The most commonly reported side effects were nausea, vomiting, and diarrhea1
Results are pooled from three phase 3, 6-month, multicenter, randomized, double-blind, placebo-controlled clinical studies comparing Sensipar® with placebo in patients with chronic kidney disease (CKD) and secondary hyperparathyroidism (HPT) on dialysis with intact parathyroid hormone (iPTH) ≥ 300 pg/mL and serum calcium (Ca) ≥ 8.4 mg/dL (N = 1136). Patients in both treatment arms could be treated with vitamin D sterols and/or phosphate binders. Sensipar® dose was titrated sequentially every 4 weeks unless iPTH ≤ 200 pg/mL, Ca < 7.8 mg/dL, or an adverse event precluded a dose increase. If Ca < 8.4 mg/dL or symptomatic hypocalcemia developed, calcium supplement and/or phosphate binder dose could be increased. If these measures were insufficient, vitamin D dose could be increased. Mean baseline iPTH values in the Sensipar® group and placebo group were 733 pg/mL and 683 pg/mL, respectively.
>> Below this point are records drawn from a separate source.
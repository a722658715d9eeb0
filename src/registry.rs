//! Session Registry
//!
//! Owns one instance of every engine and wires the per-session
//! lifecycle: open a session and the state authority, anti-cheat
//! tracking, replay recording and a committed RNG session all come up
//! together; close it and the audit artifacts come back for external
//! persistence. A host can run several registries side by side to
//! shard sessions; nothing here is global.

use std::collections::BTreeMap;

use serde::{Deserialize, Serialize};
use tracing::info;

use crate::anticheat::engine::{AntiCheatEngine, AntiCheatError};
use crate::anticheat::violation::SessionReport;
use crate::core::hash::ChecksumHex;
use crate::core::value::StateValue;
use crate::fairness::rng::RngSession;
use crate::matchmaker::engine::Matchmaker;
use crate::replay::recorder::{
    RecordingInfo, RecordingSummary, ReplayConfig, ReplayError, ReplayRecorder,
};
use crate::sync::engine::{
    ExportedState, StateSnapshot, StateSynchronizer, SyncConfig, SyncError,
};
use crate::{TimestampMs, DEFAULT_MAX_SESSION_AGE_MS};

/// Errors surfaced by registry-level lifecycle calls.
#[derive(Debug, Clone, PartialEq, Eq, thiserror::Error)]
pub enum RegistryError {
    /// Session was not opened through this registry.
    #[error("session {0} not registered")]
    SessionNotFound(String),

    /// State synchronizer error.
    #[error(transparent)]
    Sync(#[from] SyncError),

    /// Anti-cheat error.
    #[error(transparent)]
    AntiCheat(#[from] AntiCheatError),

    /// Replay error.
    #[error(transparent)]
    Replay(#[from] ReplayError),
}

/// Per-registry configuration applied to every opened session.
#[derive(Clone, Debug, Default, Serialize, Deserialize)]
pub struct RegistryConfig {
    /// State synchronization config.
    pub sync: SyncConfig,
    /// Replay recording config.
    pub replay: ReplayConfig,
}

/// Everything the orchestrator needs after opening a session.
#[derive(Clone, Debug)]
pub struct OpenedSession {
    /// Session identifier.
    pub session_id: String,
    /// Initial state snapshot at version 0.
    pub state: StateSnapshot,
    /// Replay recording receipt.
    pub recording: RecordingInfo,
    /// RNG commitment to publish to clients before play.
    pub rng_commitment: ChecksumHex,
}

/// Audit artifacts produced by closing a session, ready for the
/// external persistence layer.
#[derive(Clone, Debug)]
pub struct ClosedSession {
    /// Anti-cheat audit report.
    pub report: SessionReport,
    /// Finalized replay summary.
    pub replay: RecordingSummary,
    /// Full state export.
    pub state: ExportedState,
    /// Server seed, revealed now that the session's rounds are final.
    pub revealed_server_seed: String,
}

/// Counts removed by a cleanup sweep, per engine.
#[derive(Clone, Copy, Debug, Default, PartialEq, Eq, Serialize, Deserialize)]
pub struct CleanupReport {
    /// State sessions dropped.
    pub state_sessions: usize,
    /// Anti-cheat session trackers dropped.
    pub anticheat_sessions: usize,
    /// Queue entries and stale matches dropped.
    pub matchmaking_entries: usize,
    /// Abandoned recordings dropped.
    pub recordings: usize,
    /// RNG sessions dropped.
    pub rng_sessions: usize,
}

/// The orchestrator-facing facade over all five engines.
#[derive(Default)]
pub struct SessionRegistry {
    config: RegistryConfig,
    sync: StateSynchronizer,
    anticheat: AntiCheatEngine,
    matchmaker: Matchmaker,
    replays: ReplayRecorder,
    rng_sessions: BTreeMap<String, RngSession>,
}

impl SessionRegistry {
    /// Registry with default configuration.
    pub fn new() -> Self {
        Self::default()
    }

    /// Registry with explicit configuration.
    pub fn with_config(config: RegistryConfig) -> Self {
        Self {
            config,
            ..Self::default()
        }
    }

    /// Wall-clock timestamp for hosts that do not keep their own.
    pub fn now_ms() -> TimestampMs {
        chrono::Utc::now().timestamp_millis() as TimestampMs
    }

    /// Open a session: state authority at version 0, anti-cheat
    /// tracking, replay recording and a fresh committed RNG session.
    pub fn open_session(
        &mut self,
        session_id: &str,
        players: &[String],
        initial_state: StateValue,
        now_ms: TimestampMs,
    ) -> OpenedSession {
        self.anticheat.init_session(session_id, players, now_ms);
        let state =
            self.sync
                .initialize_state(session_id, initial_state, self.config.sync.clone(), now_ms);

        let extra = StateValue::map_from([(
            "players",
            StateValue::List(
                players
                    .iter()
                    .map(|p| StateValue::from(p.as_str()))
                    .collect(),
            ),
        )]);
        let recording =
            self.replays
                .start_recording(session_id, extra, self.config.replay, now_ms);

        let rng = RngSession::create(now_ms);
        let rng_commitment = rng.server_seed_hash.clone();
        self.rng_sessions.insert(session_id.to_string(), rng);

        info!(session_id, players = players.len(), "session opened");

        OpenedSession {
            session_id: session_id.to_string(),
            state,
            recording,
            rng_commitment,
        }
    }

    /// Close a session: stop the recording, emit the anti-cheat report,
    /// export the final state and reveal the server seed.
    pub fn close_session(
        &mut self,
        session_id: &str,
        final_stats: StateValue,
        now_ms: TimestampMs,
    ) -> Result<ClosedSession, RegistryError> {
        let rng = self
            .rng_sessions
            .remove(session_id)
            .ok_or_else(|| RegistryError::SessionNotFound(session_id.to_string()))?;

        let report = self.anticheat.generate_report(session_id, now_ms)?;
        let replay = self.replays.stop_recording(session_id, final_stats, now_ms)?;
        let state = self.sync.export_state(session_id)?;

        info!(
            session_id,
            violations = report.violations.len(),
            "session closed"
        );

        Ok(ClosedSession {
            report,
            replay,
            state,
            revealed_server_seed: rng.server_seed,
        })
    }

    /// The state synchronizer.
    pub fn state_sync(&mut self) -> &mut StateSynchronizer {
        &mut self.sync
    }

    /// The anti-cheat engine.
    pub fn anticheat(&mut self) -> &mut AntiCheatEngine {
        &mut self.anticheat
    }

    /// The matchmaker.
    pub fn matchmaker(&mut self) -> &mut Matchmaker {
        &mut self.matchmaker
    }

    /// The replay recorder.
    pub fn replays(&mut self) -> &mut ReplayRecorder {
        &mut self.replays
    }

    /// The RNG session for an open session.
    pub fn rng_session(&mut self, session_id: &str) -> Option<&mut RngSession> {
        self.rng_sessions.get_mut(session_id)
    }

    /// Sweep every engine for session-scoped data older than
    /// `max_age_ms` (defaulting to one hour when `None`). The host
    /// invokes this periodically; nothing here self-schedules.
    pub fn cleanup(&mut self, max_age_ms: Option<u64>, now_ms: TimestampMs) -> CleanupReport {
        let max_age_ms = max_age_ms.unwrap_or(DEFAULT_MAX_SESSION_AGE_MS);

        let rng_before = self.rng_sessions.len();
        self.rng_sessions
            .retain(|_, rng| now_ms.saturating_sub(rng.created_at_ms) <= max_age_ms);

        let report = CleanupReport {
            state_sessions: self.sync.cleanup(max_age_ms, now_ms),
            anticheat_sessions: self.anticheat.cleanup(max_age_ms, now_ms),
            matchmaking_entries: self.matchmaker.cleanup(max_age_ms, now_ms),
            recordings: self.replays.cleanup(max_age_ms, now_ms),
            rng_sessions: rng_before - self.rng_sessions.len(),
        };

        info!(?report, "cleanup sweep");
        report
    }
}

// =============================================================================
// TESTS
// =============================================================================

#[cfg(test)]
mod tests {
    use super::*;
    use crate::anticheat::engine::MovementSample;
    use crate::fairness::rng::{hash_seed, verify};
    use crate::replay::recorder::EventKind;

    const T0: TimestampMs = 1_700_000_000_000;

    fn players() -> Vec<String> {
        vec!["alice".to_string(), "bob".to_string()]
    }

    fn initial_state() -> StateValue {
        StateValue::map_from([("round", StateValue::from(1i64))])
    }

    #[test]
    fn test_open_session_wires_every_engine() {
        let mut registry = SessionRegistry::new();
        let opened = registry.open_session("s1", &players(), initial_state(), T0);

        assert_eq!(opened.state.version, 0);
        assert_eq!(opened.recording.session_id, "s1");
        assert_eq!(opened.rng_commitment.len(), 64);

        // Commitment matches the secret seed held for the session.
        let rng = registry.rng_session("s1").unwrap();
        assert_eq!(hash_seed(&rng.server_seed), opened.rng_commitment);

        // State, tracking and recording all answer for the session.
        assert!(registry.state_sync().get_state("s1").is_some());
        assert!(registry.anticheat().generate_report("s1", T0).is_ok());
        assert!(registry
            .replays()
            .record_event("s1", EventKind::MatchWon, StateValue::Null, T0 + 1)
            .is_ok());
    }

    #[test]
    fn test_full_session_round_trip() {
        let mut registry = SessionRegistry::new();
        let opened = registry.open_session("s1", &players(), initial_state(), T0);

        // A provably fair roll under the session's committed seeds.
        let rng = registry.rng_session("s1").unwrap();
        let client_seed = rng.client_seed.clone();
        let roll = rng.roll(0, 36).unwrap();
        assert_eq!(roll.server_seed_hash, opened.rng_commitment);

        // Commit the outcome and some telemetry.
        registry
            .state_sync()
            .update_state(
                "s1",
                StateValue::map_from([("last_roll", StateValue::from(roll.result))]),
                Some("server"),
                T0 + 100,
            )
            .unwrap();
        registry
            .anticheat()
            .detect_speed_hack(
                "s1",
                "alice",
                MovementSample {
                    x: 1.0,
                    y: 0.0,
                    z: 0.0,
                    timestamp_ms: T0 + 100,
                },
                10.0,
            )
            .unwrap();
        registry
            .replays()
            .record_event("s1", EventKind::MatchWon, StateValue::Null, T0 + 200)
            .unwrap();

        let closed = registry
            .close_session("s1", StateValue::Null, T0 + 1000)
            .unwrap();

        // The reveal verifies the roll made during the session.
        assert_eq!(hash_seed(&closed.revealed_server_seed), opened.rng_commitment);
        assert!(verify(
            &closed.revealed_server_seed,
            &client_seed,
            roll.nonce,
            roll.result,
            0,
            36
        )
        .unwrap());

        assert_eq!(closed.state.state.version, 1);
        assert_eq!(closed.replay.event_count, 1);
        assert_eq!(closed.report.players.len(), 2);

        // Closing twice is a misuse error.
        assert!(matches!(
            registry.close_session("s1", StateValue::Null, T0 + 2000),
            Err(RegistryError::SessionNotFound(_))
        ));
    }

    #[test]
    fn test_cleanup_sweeps_all_engines() {
        let mut registry = SessionRegistry::new();
        registry.open_session("old", &players(), initial_state(), T0);

        let later = T0 + DEFAULT_MAX_SESSION_AGE_MS + 1;
        registry.open_session("fresh", &players(), initial_state(), later);

        let report = registry.cleanup(None, later + 1);
        assert_eq!(report.state_sessions, 1);
        assert_eq!(report.anticheat_sessions, 1);
        assert_eq!(report.recordings, 1);
        assert_eq!(report.rng_sessions, 1);

        assert!(registry.state_sync().get_state("old").is_none());
        assert!(registry.state_sync().get_state("fresh").is_some());
        assert!(registry.rng_session("fresh").is_some());
        assert!(registry.rng_session("old").is_none());
    }
}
The primary endpoint of the studies was the proportion of patients achieving parathyroid hormone (PTH) level ≤ 250 pg/mL during the efficacy assessment phase. Patients were followed for a total of 26 weeks and were eligible for a 6-month extension, totaling 12 months of therapy.1
- 1. Sensipar® (cinacalcet) prescribing information, Amgen.